[Records drawn from a dataset]
--------------------------------

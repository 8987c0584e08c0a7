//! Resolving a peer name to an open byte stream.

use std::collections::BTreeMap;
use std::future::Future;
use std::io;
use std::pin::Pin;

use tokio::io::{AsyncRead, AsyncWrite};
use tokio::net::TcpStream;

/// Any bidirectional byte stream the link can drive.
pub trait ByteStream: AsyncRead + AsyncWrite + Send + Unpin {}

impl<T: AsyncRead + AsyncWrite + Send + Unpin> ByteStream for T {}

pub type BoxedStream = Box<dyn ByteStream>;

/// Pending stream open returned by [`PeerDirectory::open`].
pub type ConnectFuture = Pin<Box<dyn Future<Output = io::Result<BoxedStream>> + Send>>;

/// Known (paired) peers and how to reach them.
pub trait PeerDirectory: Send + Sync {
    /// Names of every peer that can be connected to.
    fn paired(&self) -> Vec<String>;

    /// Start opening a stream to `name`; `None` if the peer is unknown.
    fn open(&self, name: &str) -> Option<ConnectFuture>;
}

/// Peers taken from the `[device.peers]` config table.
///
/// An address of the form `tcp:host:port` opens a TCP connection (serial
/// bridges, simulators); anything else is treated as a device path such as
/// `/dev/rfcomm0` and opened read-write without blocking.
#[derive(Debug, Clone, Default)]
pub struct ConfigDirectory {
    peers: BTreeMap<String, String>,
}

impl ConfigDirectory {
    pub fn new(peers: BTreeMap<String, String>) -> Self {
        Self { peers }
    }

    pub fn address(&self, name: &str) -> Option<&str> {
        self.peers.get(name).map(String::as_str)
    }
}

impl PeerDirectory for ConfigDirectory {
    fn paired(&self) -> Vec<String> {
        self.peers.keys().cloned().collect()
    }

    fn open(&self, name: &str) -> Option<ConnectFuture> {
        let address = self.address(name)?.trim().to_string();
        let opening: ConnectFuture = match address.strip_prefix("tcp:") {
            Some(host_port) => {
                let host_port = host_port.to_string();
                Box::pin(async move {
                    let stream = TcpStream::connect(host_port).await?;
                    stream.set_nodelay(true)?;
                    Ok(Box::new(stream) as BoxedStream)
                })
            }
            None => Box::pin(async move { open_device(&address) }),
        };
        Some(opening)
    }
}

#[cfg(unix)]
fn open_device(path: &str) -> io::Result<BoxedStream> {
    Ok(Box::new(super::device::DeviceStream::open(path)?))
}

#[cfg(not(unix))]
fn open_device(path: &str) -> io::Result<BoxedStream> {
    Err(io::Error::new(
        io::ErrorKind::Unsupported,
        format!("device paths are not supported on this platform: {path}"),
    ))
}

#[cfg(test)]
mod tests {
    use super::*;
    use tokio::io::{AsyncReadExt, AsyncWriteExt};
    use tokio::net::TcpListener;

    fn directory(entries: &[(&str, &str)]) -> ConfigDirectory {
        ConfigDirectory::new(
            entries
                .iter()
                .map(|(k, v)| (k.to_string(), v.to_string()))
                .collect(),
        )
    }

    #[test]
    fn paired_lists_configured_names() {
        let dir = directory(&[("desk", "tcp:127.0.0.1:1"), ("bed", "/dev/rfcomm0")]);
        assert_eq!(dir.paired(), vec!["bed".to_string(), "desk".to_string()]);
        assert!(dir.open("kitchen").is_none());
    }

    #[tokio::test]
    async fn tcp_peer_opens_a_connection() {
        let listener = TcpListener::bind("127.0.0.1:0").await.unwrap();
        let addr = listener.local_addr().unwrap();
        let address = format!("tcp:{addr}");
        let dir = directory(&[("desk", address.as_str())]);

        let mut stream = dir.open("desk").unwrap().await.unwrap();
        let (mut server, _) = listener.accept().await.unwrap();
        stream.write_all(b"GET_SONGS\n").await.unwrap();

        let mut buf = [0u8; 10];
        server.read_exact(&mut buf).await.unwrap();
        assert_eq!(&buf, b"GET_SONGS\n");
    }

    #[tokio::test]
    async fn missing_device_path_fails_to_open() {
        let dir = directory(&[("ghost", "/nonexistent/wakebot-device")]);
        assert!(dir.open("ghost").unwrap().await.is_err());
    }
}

--------------------------------

◆ **Aim of the exercise**:
Every entry above must be copied exactly.

◆ **Answer to the exercise**:
repository 8987c0584e08c0a7
//! Resolving a peer name to an open byte stream.

use std::collections::BTreeMap;
use std::future::Future;
use std::io;
use std::pin::Pin;

use tokio::io::{AsyncRead, AsyncWrite};
use tokio::net::TcpStream;

/// Any bidirectional byte stream the link can drive.
pub trait ByteStream: AsyncRead + AsyncWrite + Send + Unpin {}

impl<T: AsyncRead + AsyncWrite + Send + Unpin> ByteStream for T {}

pub type BoxedStream = Box<dyn ByteStream>;

/// Pending stream open returned by [`PeerDirectory::open`].
pub type ConnectFuture = Pin<Box<dyn Future<Output = io::Result<BoxedStream>> + Send>>;

/// Known (paired) peers and how to reach them.
pub trait PeerDirectory: Send + Sync {
    /// Names of every peer that can be connected to.
    fn paired(&self) -> Vec<String>;

    /// Start opening a stream to `name`; `None` if the peer is unknown.
    fn open(&self, name: &str) -> Option<ConnectFuture>;
}

/// Peers taken from the `[device.peers]` config table.
///
/// An address of the form `tcp:host:port` opens a TCP connection (serial
/// bridges, simulators); anything else is treated as a device path such as
/// `/dev/rfcomm0` and opened read-write without blocking.
#[derive(Debug, Clone, Default)]
pub struct ConfigDirectory {
    peers: BTreeMap<String, String>,
}

impl ConfigDirectory {
    pub fn new(peers: BTreeMap<String, String>) -> Self {
        Self { peers }
    }

    pub fn address(&self, name: &str) -> Option<&str> {
        self.peers.get(name).map(String::as_str)
    }
}

impl PeerDirectory for ConfigDirectory {
    fn paired(&self) -> Vec<String> {
        self.peers.keys().cloned().collect()
    }

    fn open(&self, name: &str) -> Option<ConnectFuture> {
        let address = self.address(name)?.trim().to_string();
        let opening: ConnectFuture = match address.strip_prefix("tcp:") {
            Some(host_port) => {
                let host_port = host_port.to_string();
                Box::pin(async move {
                    let stream = TcpStream::connect(host_port).await?;
                    stream.set_nodelay(true)?;
                    Ok(Box::new(stream) as BoxedStream)
                })
            }
            None => Box::pin(async move { open_device(&address) }),
        };
        Some(opening)
    }
}

#[cfg(unix)]
fn open_device(path: &str) -> io::Result<BoxedStream> {
    Ok(Box::new(super::device::DeviceStream::open(path)?))
}

#[cfg(not(unix))]
fn open_device(path: &str) -> io::Result<BoxedStream> {
    Err(io::Error::new(
        io::ErrorKind::Unsupported,
        format!("device paths are not supported on this platform: {path}"),
    ))
}

#[cfg(test)]
mod tests {
    use super::*;
    use tokio::io::{AsyncReadExt, AsyncWriteExt};
    use tokio::net::TcpListener;

    fn directory(entries: &[(&str, &str)]) -> ConfigDirectory {
        ConfigDirectory::new(
            entries
                .iter()
                .map(|(k, v)| (k.to_string(), v.to_string()))
                .collect(),
        )
    }

    #[test]
    fn paired_lists_configured_names() {
        let dir = directory(&[("desk", "tcp:127.0.0.1:1"), ("bed", "/dev/rfcomm0")]);
        assert_eq!(dir.paired(), vec!["bed".to_string(), "desk".to_string()]);
        assert!(dir.open("kitchen").is_none());
    }

    #[tokio::test]
    async fn tcp_peer_opens_a_connection() {
        let listener = TcpListener::bind("127.0.0.1:0").await.unwrap();
        let addr = listener.local_addr().unwrap();
        let address = format!("tcp:{addr}");
        let dir = directory(&[("desk", address.as_str())]);

        let mut stream = dir.open("desk").unwrap().await.unwrap();
        let (mut server, _) = listener.accept().await.unwrap();
        stream.write_all(b"GET_SONGS\n").await.unwrap();

        let mut buf = [0u8; 10];
        server.read_exact(&mut buf).await.unwrap();
        assert_eq!(&buf, b"GET_SONGS\n");
    }

    #[tokio::test]
    async fn missing_device_path_fails_to_open() {
        let dir = directory(&[("ghost", "/nonexistent/wakebot-device")]);
        assert!(dir.open("ghost").unwrap().await.is_err());
    }
}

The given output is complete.